Five of these American stars – Armaindo, May Allen, Lottie Stanley, Lillie Williams and Jessie Woods – were specially brought to Great Britain from September 1889 through to January 1890 for a tour of women’s cycle racing around the country. The first race involving four of the riders (Armaindo was reported to be ill) was held at the Belgrave Road Grounds in Leicester on 24 September 1889 in front of 1,000 spectators, comprising half-mile, mile, five-mile and scratch races. Further races then followed at Grimsby, North Shields in Northumberland, Long Eaton in Derbyshire and Northampton. The tour highlight was two six-day track races, comprising an 18-hour race at the Skating Rink in Sunderland between 2-9 November and a 20-hour race at the Artillery Drill Hall in Sheffield between 20-28 December. A final 100-mile race was held at Sheffield on 31 December 1889-1 January 1890 and billed as “Men v Women” with four of the women (Allen, Stanley, Williams and Woods) pitted against four English male cyclists. It is worth noting that this event also included a five-mile running demonstration by professional runner James Edward ‘Choppy’ Warburton, a man who would loom large in the British and French racing scene in the mid-1890s as both a coach and race organiser. Following this first demonstration of women’s cycle racing in Great Britain, Lottie Stanley remained behind to undertake a further tour individually, racing against male cyclists in May-October 1890 at Cramlington, North Shields, Hartlepool, Llwynypia (Wales), Stoke-on-Trent and Wolverhampton.

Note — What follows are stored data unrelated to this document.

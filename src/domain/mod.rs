//! # Domain Layer Module
//!
//! 도메인 계층을 구성하는 핵심 모듈로, 관리 계정과 인증/인가 개념을 정의합니다.
//!
//! ## 아키텍처 개요
//!
//! ```text
//! Domain Layer (이 모듈)
//! ├── Entities      - 영속 객체 (User)
//! ├── DTOs          - 데이터 전송 객체 (Request/Response)
//! └── Models        - 값 객체 (Role, TokenClaims, TokenPair, AuthenticatedUser)
//!      │
//!      ▼
//! Application Layer (Services)
//!      │
//!      ▼
//! Infrastructure Layer (Repositories, DB)
//! ```
//!
//! ## 경로 규칙
//!
//! `models`의 하위 모듈은 re-export되어 `crate::domain::auth`,
//! `crate::domain::token`으로 바로 접근합니다.
//!
//! ```rust,ignore
//! use crate::domain::auth::Role;
//! use crate::domain::token::{TokenClaims, TokenKind};
//! use crate::domain::entities::users::user::User;
//! ```

pub mod entities;
pub mod dto;
pub mod models;

pub use dto::*;
pub use models::*;
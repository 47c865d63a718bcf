//! 영속성 엔티티

pub mod users;
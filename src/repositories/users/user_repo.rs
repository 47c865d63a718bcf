//! 사용자 Repository 구현체
//!
//! MongoDB `users` 컬렉션에 대한 [`UserStore`] 구현입니다.
//! 문서의 `_id`는 UUID 문자열이며 `username`, `email`에 유니크 인덱스를 둡니다.

use async_trait::async_trait;
use futures_util::TryStreamExt;
use mongodb::{
    bson::{doc, DateTime, Document},
    error::{ErrorKind, WriteFailure},
    options::{FindOneAndUpdateOptions, IndexOptions, ReturnDocument},
    Collection, IndexModel,
};
use crate::{
    db::Database,
    domain::{auth::Role, entities::users::user::User},
    errors::AppError,
    repositories::users::user_store::UserStore,
};

/// MongoDB duplicate key 에러 코드
const DUPLICATE_KEY_CODE: i32 = 11000;

pub struct MongoUserRepository {
    collection: Collection<User>,
}

impl MongoUserRepository {
    pub const COLLECTION_NAME: &'static str = "users";

    pub fn new(db: &Database) -> Self {
        Self {
            collection: db.collection::<User>(Self::COLLECTION_NAME),
        }
    }

    /// 유니크/조회용 인덱스 생성
    ///
    /// 서버 시작 시 한 번 호출합니다. 이미 존재하는 인덱스는 그대로 둡니다.
    pub async fn create_indexes(&self) -> Result<(), AppError> {
        // 이메일 유니크 인덱스
        let email_index = IndexModel::builder()
            .keys(doc! { "email": 1 })
            .options(IndexOptions::builder()
                .unique(true)
                .name("email_unique".to_string())
                .build())
            .build();

        // 사용자명 유니크 인덱스
        let username_index = IndexModel::builder()
            .keys(doc! { "username": 1 })
            .options(IndexOptions::builder()
                .unique(true)
                .name("username_unique".to_string())
                .build())
            .build();

        // 승인 대기 목록 조회용
        let pending_index = IndexModel::builder()
            .keys(doc! { "is_approved": 1, "role": 1, "created_at": 1 })
            .options(IndexOptions::builder()
                .name("pending_approval".to_string())
                .build())
            .build();

        self.collection
            .create_indexes([email_index, username_index, pending_index])
            .await
            .map_err(|e| AppError::DatabaseError(e.to_string()))?;

        log::info!("사용자 컬렉션 인덱스 준비 완료");
        Ok(())
    }

    async fn find_one(&self, filter: Document) -> Result<Option<User>, AppError> {
        self.collection
            .find_one(filter)
            .await
            .map_err(|e| AppError::DatabaseError(e.to_string()))
    }

    async fn set_fields(&self, id: &str, fields: Document) -> Result<Option<User>, AppError> {
        let options = FindOneAndUpdateOptions::builder()
            .return_document(ReturnDocument::After)
            .build();

        self.collection
            .find_one_and_update(doc! { "_id": id }, doc! { "$set": fields })
            .with_options(options)
            .await
            .map_err(|e| AppError::DatabaseError(e.to_string()))
    }
}

fn is_duplicate_key(error: &mongodb::error::Error) -> bool {
    matches!(
        error.kind.as_ref(),
        ErrorKind::Write(WriteFailure::WriteError(write_error)) if write_error.code == DUPLICATE_KEY_CODE
    )
}

#[async_trait]
impl UserStore for MongoUserRepository {
    async fn find_by_id(&self, id: &str) -> Result<Option<User>, AppError> {
        self.find_one(doc! { "_id": id }).await
    }

    async fn find_by_username(&self, username: &str) -> Result<Option<User>, AppError> {
        self.find_one(doc! { "username": username }).await
    }

    async fn find_by_email(&self, email: &str) -> Result<Option<User>, AppError> {
        self.find_one(doc! { "email": email }).await
    }

    async fn find_by_username_or_email(
        &self,
        username: &str,
        email: &str,
    ) -> Result<Option<User>, AppError> {
        self.find_one(doc! {
            "$or": [ { "username": username }, { "email": email } ]
        })
        .await
    }

    async fn find_super_admin(&self) -> Result<Option<User>, AppError> {
        self.find_one(doc! { "role": Role::SuperAdmin.as_str() }).await
    }

    async fn find_pending(&self) -> Result<Vec<User>, AppError> {
        let cursor = self
            .collection
            .find(doc! { "is_approved": false, "role": Role::User.as_str() })
            .sort(doc! { "created_at": 1 })
            .await
            .map_err(|e| AppError::DatabaseError(e.to_string()))?;

        cursor
            .try_collect()
            .await
            .map_err(|e| AppError::DatabaseError(e.to_string()))
    }

    async fn insert(&self, user: User) -> Result<User, AppError> {
        // 중복 확인
        if self.find_by_email(&user.email).await?.is_some() {
            return Err(AppError::ConflictError("이미 사용 중인 이메일입니다".to_string()));
        }

        if self.find_by_username(&user.username).await?.is_some() {
            return Err(AppError::ConflictError("이미 사용 중인 사용자명입니다".to_string()));
        }

        // 동시 가입 경합은 유니크 인덱스가 막습니다.
        self.collection
            .insert_one(&user)
            .await
            .map_err(|e| {
                if is_duplicate_key(&e) {
                    AppError::ConflictError("이미 사용 중인 사용자명 또는 이메일입니다".to_string())
                } else {
                    AppError::DatabaseError(e.to_string())
                }
            })?;

        Ok(user)
    }

    async fn update_role(&self, id: &str, role: Role) -> Result<Option<User>, AppError> {
        self.set_fields(id, doc! {
            "role": role.as_str(),
            "updated_at": DateTime::now(),
        })
        .await
    }

    async fn save_approval(&self, user: &User) -> Result<Option<User>, AppError> {
        self.set_fields(&user.id, doc! {
            "role": user.role.as_str(),
            "is_approved": user.is_approved,
            "is_active": user.is_active,
            "approved_at": user.approved_at,
            "approved_by": user.approved_by.clone(),
            "updated_at": user.updated_at,
        })
        .await
    }

    async fn delete(&self, id: &str) -> Result<bool, AppError> {
        let result = self
            .collection
            .delete_one(doc! { "_id": id })
            .await
            .map_err(|e| AppError::DatabaseError(e.to_string()))?;

        Ok(result.deleted_count > 0)
    }

    async fn touch_last_login(&self, id: &str) -> Result<(), AppError> {
        self.collection
            .update_one(doc! { "_id": id }, doc! { "$set": { "last_login_at": DateTime::now() } })
            .await
            .map_err(|e| AppError::DatabaseError(e.to_string()))?;

        Ok(())
    }
}
//! 공통 유틸리티 함수 모듈
//!
//! # Modules
//!
//! - [`string_utils`] - 문자열 검증, 식별자 정규화, 상수 시간 비교
//!
//! # Examples
//!
//! ```rust,ignore
//! use crate::utils::string_utils::{normalize_email, constant_time_eq};
//!
//! let email = normalize_email("  Admin@Example.com ");
//! assert!(constant_time_eq(&provided_key, &configured_key));
//! ```

pub mod string_utils;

At one event held at Wolverhampton Wanderers Football Club’s Molineux ground on 26-28 May 1890, it was reported that 17,000-18,000 spectators watched the racing with many there to see the lady racing cyclist out of curiosity.

 

Women-only races also took place in Australia at the Ashfield Recreation Ground, New South Wales on 23-25 February 1888. These were held in conjunction with men’s races, but the women’s events took top billing in newspaper advertisements, which described it as “The Greatest Success of the Age”. The Sydney Morning Herald called the races “amusing”, while the Sportsman said it was “a novelty”. Melbourne’s Leader was more damning, stating that “bicycles were never made for ‘ladies’ to race upon, and such contests are merely exhibitions which tend to bring discredit on legitimate sport.”

Women’s cycle racing underwent a renascence in the mid-1890s just as the biggest advancement in bike technology took place – the development of the chain-driven safety bicycle with pneumatic tyres. This modern design was soon adopted in track cycle racing, enabling riders to ride low, more safely and at much faster speeds.

All-women’s races were held in parts of the Midwest in the US and in France in newly-built velodromes mostly around Paris, while grandiose six-day races were later held in London. More low-key events were also held in Germany, Italy, Switzerland and Spain. This period of racing lasted until about 1902 and again aroused significant public interest as a spectator sport, resulting in a new breed of celebrity ‘cycliennes’, coinciding with but entirely separate to the boom in women’s leisure cycling at the time.